11月29日,周恩来和朱德赶到湘江边上的界首。根据他们的计算,即使到12月1日,军委纵队也不可能全部渡过湘江。此时,湘军进攻兵力超过红军阻击兵力的10倍以上。周恩来和朱德要求红一军团和红三军团无论如何要把敌人顶住,确保湘江上的通道完整和畅通。中共中央、中革军委、红军总政治部联名致第一军团和第三军团的电报中讲:“我们不为胜利者,即为战败者,胜负关系全局。”

11月30日上午,军委纵队的人马陆续到达湘江渡口。12月1日,中央红军阻击阵地上的告急电报一封接着一封,阻击战到了白热化状态,决定党中央和红军生死存亡的最后时刻到了。

红一军团第二师在距离全州16公里处的脚山铺一带构筑了第一道阻击阵地,冲击上来的湘军黑压压的一大片,把整个山坡都盖满了。湘军一轮又一轮地冲击,红军一次又一次地反击,厮杀声整整一个白天没有间断。聂荣臻政委提出战斗口号:生死存亡在此一战。

红三军团第五师奉命在距离湘江渡口70公里的新圩构筑阻击阵地,这是桂军向北攻击湘江渡口的必经之地。军团长彭德怀给师长李天佑的命令是:不惜一切代价在这里坚持4天。战斗异常惨烈,师参谋长牺牲了,师长李天佑拿起驳壳枪冲出指挥所,政委钟赤兵在15团团长、政委都负伤的情况下,冲出指挥所向15团的阵地冲过去。

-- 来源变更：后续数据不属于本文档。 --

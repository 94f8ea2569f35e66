//! Pacman repositories from `etc/pacman.conf`
//!
//! Every section except `[options]` is a repository and is always enabled;
//! removing the section is the only way pacman disables one. `SigLevel` in
//! `[options]` is the default for sections that don't set their own.
//!
//! `etc/pacman.d/mirrorlist` is read even when no `Include=` names it. Its
//! servers are then attached to every section without an `Include=`.

use super::sections::{split_sections, Section};
use super::{Manager, RepoExtra, RepositoryRecord};
use crate::diagnostics::Diagnostics;
use crate::rootfs::{read_lines, rooted};
use std::path::{Path, PathBuf};
use tracing::debug;

const COLLECTOR: &str = "repos.pacman";
const OPTIONS_SECTION: &str = "options";
const DEFAULT_MIRRORLIST: &str = "/etc/pacman.d/mirrorlist";

pub fn collect(rootfs: &Path, diags: &mut Diagnostics) -> Vec<RepositoryRecord> {
    let conf = rooted(rootfs, Path::new("/etc/pacman.conf"));
    if !conf.is_file() {
        diags.missing(COLLECTOR, &conf, "no pacman.conf");
        return Vec::new();
    }

    match read_lines(&conf, COLLECTOR, diags) {
        Some(lines) => parse_pacman_conf(&lines.join("\n"), &conf, rootfs, diags),
        None => Vec::new(),
    }
}

/// One record per repository section. `Include=` globs are resolved under
/// `rootfs` and their mirror lines attached to the section's record.
pub fn parse_pacman_conf(
    text: &str,
    origin: &Path,
    rootfs: &Path,
    diags: &mut Diagnostics,
) -> Vec<RepositoryRecord> {
    let sections = split_sections(text);
    let default_siglevel = sections
        .iter()
        .find(|s| s.name == OPTIONS_SECTION)
        .and_then(|s| s.value("SigLevel"));

    let mut records = Vec::new();
    for section in sections.iter().filter(|s| s.name != OPTIONS_SECTION) {
        records.push(section_to_record(
            section,
            origin,
            rootfs,
            default_siglevel.as_deref(),
            diags,
        ));
    }
    attach_default_mirrorlist(&mut records, rootfs, diags);
    records
}

fn attach_default_mirrorlist(
    records: &mut [RepositoryRecord],
    rootfs: &Path,
    diags: &mut Diagnostics,
) {
    let mirrorlist = rooted(rootfs, Path::new(DEFAULT_MIRRORLIST));
    if !mirrorlist.is_file()
        || records.iter().any(|r| r.extra.includes.contains(&mirrorlist))
    {
        return;
    }
    let Some(lines) = read_lines(&mirrorlist, COLLECTOR, diags) else {
        return;
    };

    let servers = extract_servers(&lines);
    if servers.is_empty() {
        return;
    }
    debug!(
        "{} not included by any section, attaching {} server(s)",
        mirrorlist.display(),
        servers.len()
    );

    let first_active = servers
        .iter()
        .find(|(_, commented)| !commented)
        .map(|(server, _)| server.clone());
    for record in records.iter_mut().filter(|r| r.extra.includes.is_empty()) {
        record.extra.default_mirrorlist = Some(mirrorlist.clone());
        record
            .extra
            .include_servers
            .extend(servers.iter().map(|(server, _)| server.clone()));
        if record.source.is_none() {
            record.source = first_active.clone();
        }
    }
}

fn section_to_record(
    section: &Section,
    origin: &Path,
    rootfs: &Path,
    default_siglevel: Option<&str>,
    diags: &mut Diagnostics,
) -> RepositoryRecord {
    let servers = section.values("Server");
    let siglevel = section
        .value("SigLevel")
        .or_else(|| default_siglevel.map(str::to_string));
    let gpgcheck = !siglevel.as_deref().map(siglevel_disables).unwrap_or(false);

    let mut includes = Vec::new();
    for pattern in section.values("Include") {
        includes.extend(expand_include(rootfs, &pattern, diags));
    }

    let mut include_servers = Vec::new();
    let mut first_active_include = None;
    for file in &includes {
        let Some(lines) = read_lines(file, COLLECTOR, diags) else {
            continue;
        };
        for (server, commented) in extract_servers(&lines) {
            if !commented && first_active_include.is_none() {
                first_active_include = Some(server.clone());
            }
            include_servers.push(server);
        }
    }

    let source = servers.first().cloned().or(first_active_include);

    RepositoryRecord {
        manager: Manager::Pacman,
        name: section.name.clone(),
        enabled: true,
        gpgcheck,
        gpgcheck_assumed: siglevel.is_none(),
        source,
        gpgkey_files: Vec::new(),
        origin_file: origin.to_path_buf(),
        extra: RepoExtra {
            siglevel,
            servers,
            includes,
            include_servers,
            ..Default::default()
        },
    }
}

/// `Never` (and `PackageNever`) switch off package signature checking
fn siglevel_disables(siglevel: &str) -> bool {
    siglevel
        .split_whitespace()
        .any(|token| token == "Never" || token == "PackageNever")
}

/// Expand an `Include=` glob under the rootfs, sorted
fn expand_include(rootfs: &Path, pattern: &str, diags: &mut Diagnostics) -> Vec<PathBuf> {
    let Some(root) = rootfs.to_str() else {
        diags.malformed(COLLECTOR, rootfs, "rootfs path is not valid UTF-8; Include skipped");
        return Vec::new();
    };

    let relative = pattern.trim().trim_start_matches('/');
    let full_pattern = format!(
        "{}/{}",
        glob::Pattern::escape(root.trim_end_matches('/')),
        relative
    );

    let mut matches: Vec<PathBuf> = match glob::glob(&full_pattern) {
        Ok(paths) => paths.filter_map(|p| p.ok()).filter(|p| p.is_file()).collect(),
        Err(e) => {
            diags.malformed(COLLECTOR, Path::new(pattern), format!("bad Include pattern: {e}"));
            return Vec::new();
        }
    };
    matches.sort();

    if matches.is_empty() {
        diags.missing(COLLECTOR, Path::new(pattern), "Include matched no files");
    } else {
        debug!("Include {} matched {} file(s)", pattern, matches.len());
    }
    matches
}

/// `Server=` values from a mirror list, including commented-out ones.
/// Second field is whether the line was commented.
pub fn extract_servers(lines: &[String]) -> Vec<(String, bool)> {
    lines
        .iter()
        .filter_map(|line| {
            let trimmed = line.trim_start();
            let commented = trimmed.starts_with('#');
            let body = trimmed.trim_start_matches('#').trim();
            let (key, value) = body.split_once('=')?;
            if !key.trim().eq_ignore_ascii_case("server") {
                return None;
            }
            let value = value.trim();
            (!value.is_empty()).then(|| (value.to_string(), commented))
        })
        .collect()
}
//! Collaborator seam for unsigned-package detection
//!
//! Checking installed packages against their signatures needs the package
//! databases of each manager and lives outside this crate. Implementations
//! plug in through [`UnsignedPackageProbe`]; [`run_probe`] guarantees a
//! failing probe never takes the rest of the report down with it.

use crate::diagnostics::Diagnostics;
use crate::repos::Manager;
use serde::{Deserialize, Serialize};
use std::panic::{self, AssertUnwindSafe};
use std::path::Path;
use tracing::info;

const COLLECTOR: &str = "unsigned";

/// A package installed without a verifiable signature
#[derive(Debug, Clone, Serialize, Deserialize, PartialEq, Eq)]
pub struct UnsignedPackage {
    pub name: String,
    pub version: String,
    pub manager: Manager,
    pub reason: String,
}

/// Reports packages installed without verifiable signatures
///
/// Implementations must not fail: on internal errors they return an empty
/// list. A panic is still contained by [`run_probe`].
pub trait UnsignedPackageProbe {
    /// Short identifier used in diagnostics and logs
    fn name(&self) -> &str;

    fn probe(&self, rootfs: &Path) -> Vec<UnsignedPackage>;
}

/// Probe that never reports anything
#[derive(Debug, Clone, Copy, Default)]
pub struct NoopProbe;

impl UnsignedPackageProbe for NoopProbe {
    fn name(&self) -> &str {
        "noop"
    }

    fn probe(&self, _rootfs: &Path) -> Vec<UnsignedPackage> {
        Vec::new()
    }
}

/// Run a probe, turning a panic into an empty list plus a diagnostic
pub fn run_probe(
    probe: &dyn UnsignedPackageProbe,
    rootfs: &Path,
    diags: &mut Diagnostics,
) -> Vec<UnsignedPackage> {
    match panic::catch_unwind(AssertUnwindSafe(|| probe.probe(rootfs))) {
        Ok(packages) => {
            info!(probe = probe.name(), count = packages.len(), "Unsigned package probe finished");
            packages
        }
        Err(payload) => {
            let detail = payload
                .downcast_ref::<&str>()
                .map(|s| s.to_string())
                .or_else(|| payload.downcast_ref::<String>().cloned())
                .unwrap_or_else(|| "probe panicked".to_string());
            diags.probe_failed(COLLECTOR, format!("{}: {}", probe.name(), detail));
            Vec::new()
        }
    }
}
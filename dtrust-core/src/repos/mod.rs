//! Package repository configuration, normalized across package managers
//!
//! APT source lists, DNF/YUM `.repo` files and `pacman.conf` all describe the
//! same thing: where software comes from and whether it is signature-checked.
//! Each parser maps its format onto [`RepositoryRecord`], applying the
//! manager's own defaults when a field is absent.

pub mod apt;
pub mod dnf;
pub mod pacman;
pub mod sections;

use crate::diagnostics::Diagnostics;
use serde::{Deserialize, Serialize};
use std::collections::HashSet;
use std::fmt;
use std::path::{Path, PathBuf};
use tracing::info;

/// Package manager that owns a repository definition
#[derive(Debug, Clone, Copy, Serialize, Deserialize, PartialEq, Eq, Hash, PartialOrd, Ord)]
#[serde(rename_all = "lowercase")]
pub enum Manager {
    Apt,
    Dnf,
    Pacman,
}

impl fmt::Display for Manager {
    fn fmt(&self, f: &mut fmt::Formatter<'_>) -> fmt::Result {
        let name = match self {
            Manager::Apt => "apt",
            Manager::Dnf => "dnf",
            Manager::Pacman => "pacman",
        };
        f.write_str(name)
    }
}

/// One configured software-origin channel
#[derive(Debug, Clone, Serialize, Deserialize, PartialEq)]
pub struct RepositoryRecord {
    pub manager: Manager,
    pub name: String,
    pub enabled: bool,
    pub gpgcheck: bool,
    /// `gpgcheck` is the manager default rather than something the config states
    #[serde(default)]
    pub gpgcheck_assumed: bool,
    #[serde(default)]
    pub source: Option<String>,
    #[serde(default)]
    pub gpgkey_files: Vec<PathBuf>,
    pub origin_file: PathBuf,
    #[serde(default)]
    pub extra: RepoExtra,
}

impl RepositoryRecord {
    /// Source uses a transport without encryption or integrity protection
    pub fn uses_plaintext_transport(&self) -> bool {
        self.source
            .as_deref()
            .map(|s| {
                let s = s.trim().to_ascii_lowercase();
                s.starts_with("http://") || s.starts_with("ftp://")
            })
            .unwrap_or(false)
    }

    fn dedup_key(&self) -> (Manager, PathBuf, String, Option<String>, Option<String>) {
        (
            self.manager,
            self.origin_file.clone(),
            self.name.clone(),
            self.source.clone(),
            self.extra.kind.clone(),
        )
    }
}

/// Manager-specific detail. Every field is optional so readers tolerate
/// records from any manager.
#[derive(Debug, Clone, Default, Serialize, Deserialize, PartialEq)]
pub struct RepoExtra {
    /// APT entry type: `deb` or `deb-src`
    #[serde(default, skip_serializing_if = "Option::is_none")]
    pub kind: Option<String>,
    #[serde(default, skip_serializing_if = "Vec::is_empty")]
    pub components: Vec<String>,
    /// Raw APT option text (`arch=amd64 signed-by=...`)
    #[serde(default, skip_serializing_if = "Option::is_none")]
    pub options: Option<String>,
    /// DNF human readable `name=`
    #[serde(default, skip_serializing_if = "Option::is_none")]
    pub display_name: Option<String>,
    #[serde(default, skip_serializing_if = "Vec::is_empty")]
    pub baseurls: Vec<String>,
    #[serde(default, skip_serializing_if = "Option::is_none")]
    pub mirrorlist: Option<String>,
    #[serde(default, skip_serializing_if = "Option::is_none")]
    pub metalink: Option<String>,
    /// Effective pacman `SigLevel`
    #[serde(default, skip_serializing_if = "Option::is_none")]
    pub siglevel: Option<String>,
    /// Pacman `Server=` lines of the section itself
    #[serde(default, skip_serializing_if = "Vec::is_empty")]
    pub servers: Vec<String>,
    /// Files pulled in through pacman `Include=`
    #[serde(default, skip_serializing_if = "Vec::is_empty")]
    pub includes: Vec<PathBuf>,
    /// `Server=` lines (commented or not) found in included files or in
    /// the default mirror list
    #[serde(default, skip_serializing_if = "Vec::is_empty")]
    pub include_servers: Vec<String>,
    /// Pacman default mirror list, read although no section includes it
    #[serde(default, skip_serializing_if = "Option::is_none")]
    pub default_mirrorlist: Option<PathBuf>,
}

/// Parse every supported repository configuration under `rootfs`
///
/// Order is stable: DNF, then APT, then pacman; files sorted by name, records
/// in file order. Duplicates (same manager, file, name, source and kind) are
/// dropped, first occurrence wins.
pub fn collect_repos(rootfs: &Path, diags: &mut Diagnostics) -> Vec<RepositoryRecord> {
    let mut records = Vec::new();
    records.extend(dnf::collect(rootfs, diags));
    records.extend(apt::collect(rootfs, diags));
    records.extend(pacman::collect(rootfs, diags));

    let mut seen = HashSet::new();
    records.retain(|record| seen.insert(record.dedup_key()));

    info!(
        count = records.len(),
        disabled_gpg = records.iter().filter(|r| !r.gpgcheck).count(),
        "Collected repository records"
    );
    records
}
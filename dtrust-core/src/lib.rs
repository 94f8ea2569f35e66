//! dtrust core - collection, normalization and scoring of software-origin trust signals
//!
//! The pipeline runs one way:
//!
//! ```text
//! repos / shadow / manual / probe  ->  report::ReportAssembler  ->  score::score
//! ```
//!
//! Every collector tolerates missing and malformed input. Fallbacks are
//! recorded as [`diagnostics::Diagnostic`] entries on the report instead of
//! being raised to the caller.

pub mod diagnostics;
pub mod distro;
pub mod error;
pub mod hasher;
pub mod manual;
pub mod probe;
pub mod repos;
pub mod report;
pub mod rootfs;
pub mod score;
pub mod shadow;

pub use diagnostics::{Diagnostic, DiagnosticKind, Diagnostics};
pub use error::{RootfsError, WeightsError};
pub use manual::{ManualAreaReport, ManualAreaScanner};
pub use probe::{NoopProbe, UnsignedPackage, UnsignedPackageProbe};
pub use repos::{Manager, RepositoryRecord};
pub use report::{ReportAssembler, ScanConfig, Tier, TrustReport};
pub use score::{score, ScoreResult, WeightConfig};
pub use shadow::ShadowGroup;

/// Report schema version, bumped on any incompatible field change
pub const SCHEMA_VERSION: &str = "3.0.0";
//! Destination for the output tables.

use crate::types::columns::{LATITUDE, LONGITUDE};
use crate::utils::{ensure_dir_exists, get_output_dir};
use async_trait::async_trait;
use log::{info, warn};
use polars::prelude::*;
use std::path::{Path, PathBuf};
use thiserror::Error;
use tokio::task;

#[derive(Debug, Error)]
pub enum SinkError {
    #[error("Failed to determine output directory")]
    DirResolution,

    #[error("I/O error on '{0}'")]
    Io(PathBuf, #[source] std::io::Error),

    #[error("Failed to read or write table '{0}'")]
    Polars(PathBuf, #[source] PolarsError),

    #[error("Background task failed to complete")]
    TaskJoin(#[from] task::JoinError),
}

/// Appends tables to named destinations. Rows whose `(latitude, longitude)` key is already
/// stored are skipped, so re-running a load is harmless.
#[async_trait]
pub trait RecordSink: Send + Sync {
    /// Appends `frame` to `table` and returns the number of rows actually written.
    async fn append(&self, table: &str, frame: &DataFrame) -> Result<usize, SinkError>;
}

/// [`RecordSink`] keeping each table in `<dir>/<table>.parquet`.
pub struct ParquetSink {
    dir: PathBuf,
}

impl ParquetSink {
    pub fn new(dir: impl Into<PathBuf>) -> Self {
        Self { dir: dir.into() }
    }

    /// A sink writing into the platform data directory.
    pub fn in_default_dir() -> Result<Self, SinkError> {
        Ok(Self::new(get_output_dir()?))
    }

    pub fn table_path(&self, table: &str) -> PathBuf {
        self.dir.join(format!("{table}.parquet"))
    }
}

#[async_trait]
impl RecordSink for ParquetSink {
    async fn append(&self, table: &str, frame: &DataFrame) -> Result<usize, SinkError> {
        ensure_dir_exists(&self.dir).await?;
        let path = self.table_path(table);
        let frame = frame.clone();
        let table_name = table.to_string();

        let written = task::spawn_blocking(move || append_parquet(&path, frame)).await??;
        info!("Loaded {} records to table {}.", written, table_name);
        Ok(written)
    }
}

fn append_parquet(path: &Path, frame: DataFrame) -> Result<usize, SinkError> {
    let (mut combined, written) = if path.exists() {
        let incoming = frame.height();
        let existing = LazyFrame::scan_parquet(path, Default::default())
            .and_then(|lf| lf.collect())
            .map_err(|e| SinkError::Polars(path.to_path_buf(), e))?;
        let key = [col(LATITUDE), col(LONGITUDE)];
        let fresh = frame
            .lazy()
            .join(
                existing.clone().lazy().select(key.clone()),
                key.clone(),
                key,
                JoinArgs::new(JoinType::Anti),
            )
            .collect()
            .map_err(|e| SinkError::Polars(path.to_path_buf(), e))?;
        let written = fresh.height();
        if written < incoming {
            warn!(
                "New records violating the key of {:?}, skipping {} of them",
                path,
                incoming - written
            );
        }
        let combined = existing
            .vstack(&fresh)
            .map_err(|e| SinkError::Polars(path.to_path_buf(), e))?;
        (combined, written)
    } else {
        let written = frame.height();
        (frame, written)
    };

    // Write next to the target and swap, the old file stays intact if writing fails.
    let staging = path.with_extension("parquet.tmp");
    let file =
        std::fs::File::create(&staging).map_err(|e| SinkError::Io(staging.clone(), e))?;
    ParquetWriter::new(file)
        .with_compression(ParquetCompression::Snappy)
        .finish(&mut combined)
        .map_err(|e| SinkError::Polars(staging.clone(), e))?;
    std::fs::rename(&staging, path).map_err(|e| SinkError::Io(path.to_path_buf(), e))?;
    Ok(written)
}
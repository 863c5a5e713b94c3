pub mod error;
pub mod forecast;
pub mod normalize;
pub mod source;
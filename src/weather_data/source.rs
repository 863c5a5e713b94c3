use crate::weather_data::error::FetchError;
use async_trait::async_trait;
use log::{info, warn};
use reqwest::Client;
use serde_json::Value;

/// Ordered query parameters for a weather source request.
#[derive(Debug, Clone, Default, PartialEq)]
pub struct QueryParams {
    pairs: Vec<(String, String)>,
}

impl QueryParams {
    pub fn new() -> Self {
        Self::default()
    }

    pub fn with(mut self, key: &str, value: impl ToString) -> Self {
        self.pairs.push((key.to_string(), value.to_string()));
        self
    }

    pub fn get(&self, key: &str) -> Option<&str> {
        self.pairs
            .iter()
            .find(|(k, _)| k == key)
            .map(|(_, v)| v.as_str())
    }

    pub fn pairs(&self) -> &[(String, String)] {
        &self.pairs
    }
}

/// A source of weather JSON. One call per request; retries belong to the implementation.
#[async_trait]
pub trait WeatherSource: Send + Sync {
    async fn get_json(&self, url: &str, params: &QueryParams) -> Result<Value, FetchError>;
}

/// [`WeatherSource`] issuing plain HTTP GET requests.
pub struct HttpWeatherSource {
    client: Client,
}

impl HttpWeatherSource {
    pub fn new() -> Result<Self, FetchError> {
        let client = Client::builder()
            .gzip(true)
            .build()
            .map_err(FetchError::ClientBuild)?;
        Ok(Self { client })
    }
}

#[async_trait]
impl WeatherSource for HttpWeatherSource {
    async fn get_json(&self, url: &str, params: &QueryParams) -> Result<Value, FetchError> {
        info!("Requesting weather data from {}", url);

        let response = self
            .client
            .get(url)
            .query(params.pairs())
            .send()
            .await
            .map_err(|e| FetchError::Request {
                url: url.to_string(),
                source: e,
            })?;

        let status = response.status();
        if !status.is_success() {
            // The body usually carries the provider's reason, keep it for diagnostics.
            let body = response.text().await.unwrap_or_default();
            warn!("HTTP error for {}: {} {}", url, status, body);
            return Err(FetchError::HttpStatus {
                url: url.to_string(),
                status,
                body,
            });
        }

        response.json::<Value>().await.map_err(|e| FetchError::Decode {
            url: url.to_string(),
            source: e,
        })
    }
}
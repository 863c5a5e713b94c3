pub mod columns;
pub mod lat_lon;
pub mod records;
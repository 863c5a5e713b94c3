//! The pipeline entry point: resolve the configured cities, aggregate their hourly
//! temperatures around the run date, enrich the survivors with a year-start snapshot and
//! split the result into the two output tables.

use crate::aggregation::engine::{aggregate_windows, AggregationSettings};
use crate::config::PipelineConfig;
use crate::enrichment::append_historical;
use crate::error::WeatherInsightsError;
use crate::geocoding::nominatim::NominatimGeocoder;
use crate::geocoding::resolver::resolve_cities;
use crate::geocoding::Geocoder;
use crate::output::{split_output, WeatherTables};
use crate::sink::RecordSink;
use crate::types::columns::{LATITUDE, LONGITUDE};
use crate::weather_data::forecast::fetch_forecast_window;
use crate::weather_data::source::{HttpWeatherSource, WeatherSource};
use bon::bon;
use chrono::{Local, NaiveDate};
use log::info;
use polars::prelude::{col, IntoLazy, SortMultipleOptions};

/// Runs the weather insights pipeline against a geocoder and a weather source.
///
/// Every stage is awaited before the next one starts, there is no parallelism inside a run.
///
/// # Examples
///
/// ```rust,no_run
/// # use weather_insights::{PipelineConfig, WeatherInsights, WeatherInsightsError};
/// # async fn run() -> Result<(), WeatherInsightsError> {
/// let insights = WeatherInsights::new(PipelineConfig::default())?;
///
/// let tables = insights.run().call().await?;
/// for record in tables.insight_records()? {
///     println!("{:?}", record);
/// }
/// # Ok(())
/// # }
/// ```
pub struct WeatherInsights {
    config: PipelineConfig,
    geocoder: Box<dyn Geocoder>,
    source: Box<dyn WeatherSource>,
}

#[bon]
impl WeatherInsights {
    /// Creates a pipeline using Nominatim for geocoding and Open-Meteo over HTTP for weather data.
    ///
    /// # Errors
    ///
    /// Returns [`WeatherInsightsError::Config`] if `config` fails validation, or a
    /// resolution/fetch error if an HTTP client cannot be built.
    pub fn new(config: PipelineConfig) -> Result<Self, WeatherInsightsError> {
        let geocoder = NominatimGeocoder::new(&config.geocoding_url, &config.user_agent)?;
        let source = HttpWeatherSource::new()?;
        Self::with_collaborators(config, geocoder, source)
    }

    /// Creates a pipeline with caller supplied collaborators.
    pub fn with_collaborators(
        config: PipelineConfig,
        geocoder: impl Geocoder + 'static,
        source: impl WeatherSource + 'static,
    ) -> Result<Self, WeatherInsightsError> {
        config.validate()?;
        Ok(Self {
            config,
            geocoder: Box::new(geocoder),
            source: Box::new(source),
        })
    }

    pub fn config(&self) -> &PipelineConfig {
        &self.config
    }

    /// Runs the pipeline once.
    ///
    /// # Arguments
    ///
    /// * `run_date` - Optional. The day whose local midnight splits the lookback window from
    ///   the forecast window. Defaults to today's local date.
    ///
    /// # Returns
    ///
    /// The city and insight tables, holding the same locations sorted by latitude then longitude.
    /// When no location passes the selection gate, the historical source is not contacted and
    /// both tables are empty.
    ///
    /// # Errors
    ///
    /// Fails on the first stage that fails: an unresolvable city, a failed or malformed
    /// source response, or an output column that cannot be produced.
    ///
    /// # Examples
    ///
    /// ```rust,no_run
    /// # use weather_insights::{PipelineConfig, WeatherInsights, WeatherInsightsError};
    /// # use chrono::NaiveDate;
    /// # async fn run() -> Result<(), WeatherInsightsError> {
    /// let config = PipelineConfig::builder()
    ///     .cities(vec!["Reykjavík".to_string(), "Lhasa".to_string()])
    ///     .build();
    /// let insights = WeatherInsights::new(config)?;
    ///
    /// let tables = insights
    ///     .run()
    ///     .run_date(NaiveDate::from_ymd_opt(2024, 3, 10).unwrap())
    ///     .call()
    ///     .await?;
    /// println!("{} location(s) selected", tables.len());
    /// # Ok(())
    /// # }
    /// ```
    #[builder]
    pub async fn run(
        &self,
        run_date: Option<NaiveDate>,
    ) -> Result<WeatherTables, WeatherInsightsError> {
        let run_date = run_date.unwrap_or_else(|| Local::now().date_naive());
        let config = &self.config;
        info!(
            "Running weather insights for {} cities on {}",
            config.cities.len(),
            run_date
        );

        let cities = resolve_cities(self.geocoder.as_ref(), &config.cities).await?;
        let observations = fetch_forecast_window(self.source.as_ref(), config, &cities).await?;

        let settings = AggregationSettings {
            temperature_field: config.temperature_field.clone(),
            average_temp_threshold: config.average_temp_threshold,
            elevation_threshold: config.elevation_threshold,
        };
        let aggregated = aggregate_windows(observations, &settings, run_date)?;
        if aggregated.height() == 0 {
            info!("No location passed the selection gate, skipping the historical snapshot");
            return WeatherTables::empty();
        }

        let enriched = append_historical(self.source.as_ref(), config, aggregated)
            .await?
            .lazy()
            .sort_by_exprs(
                [col(LATITUDE), col(LONGITUDE)],
                SortMultipleOptions::default(),
            )
            .collect()?;
        let tables = split_output(&enriched)?;
        info!("Produced {} weather insight(s)", tables.len());
        Ok(tables)
    }

    /// Appends both tables to `sink` under the configured table names.
    pub async fn load(
        &self,
        tables: &WeatherTables,
        sink: &dyn RecordSink,
    ) -> Result<(), WeatherInsightsError> {
        sink.append(&self.config.cities_table, &tables.cities).await?;
        sink.append(&self.config.insights_table, &tables.insights)
            .await?;
        Ok(())
    }
}
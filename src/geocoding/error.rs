use thiserror::Error;

#[derive(Debug, Error)]
pub enum ResolutionError {
    #[error("No location found for city '{city}'")]
    NotFound { city: String },

    #[error("Failed to build geocoding HTTP client")]
    ClientBuild(#[source] reqwest::Error),

    #[error("Geocoding request failed for city '{city}'")]
    Request {
        city: String,
        #[source]
        source: reqwest::Error,
    },

    #[error("Geocoding request for city '{city}' failed with status {status}")]
    HttpStatus {
        city: String,
        status: reqwest::StatusCode,
    },

    #[error("Failed to decode geocoding response for city '{city}'")]
    Decode {
        city: String,
        #[source]
        source: reqwest::Error,
    },

    #[error("Geocoder returned an invalid coordinate '{value}' for city '{city}'")]
    InvalidCoordinate { city: String, value: String },
}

红三军团第四师在界首构筑阻击阵地,这里距离军委纵队的渡江地点只有几里地,这里被烧成一片火海。位于最前沿的10团团长牺牲后,军团长彭德怀冲出指挥所奔上前沿,被在第四师前沿指挥的师政委黄克诚拦住。

第八军团是中央红军长征之前在苏区仓促组建的部队,几乎全部由没有任何战斗经验的新兵组成。这个军团的阻击战打得特别惨烈,这支从中央苏区出发时1万多人的部队,最后回到中央红军主力部队的战斗人员仅剩下1600人。

红五军团在掩护军委纵队安全的同时,还要掩护第八、第九军团向湘江渡口方向移动。红五军团第34师一直担负中央红军的后卫任务,在军委纵队全部渡过湘江之后,被阻止在湘江东岸,最后弹尽粮绝,大部壮烈牺牲。师长陈树湘腹部中弹,在昏迷中被俘。他躺在担架上,从腹部的伤口处把自己的肠子掏出来扯断,壮烈牺牲。

到12月1日下午5时30分,军委纵队全部渡过湘江。经此一战,中央红军由苏区出发时的8.6万人锐减到3万余人。中国工农红军遭遇了前所未有的重创,中国革命也遭遇了前所未有的重创。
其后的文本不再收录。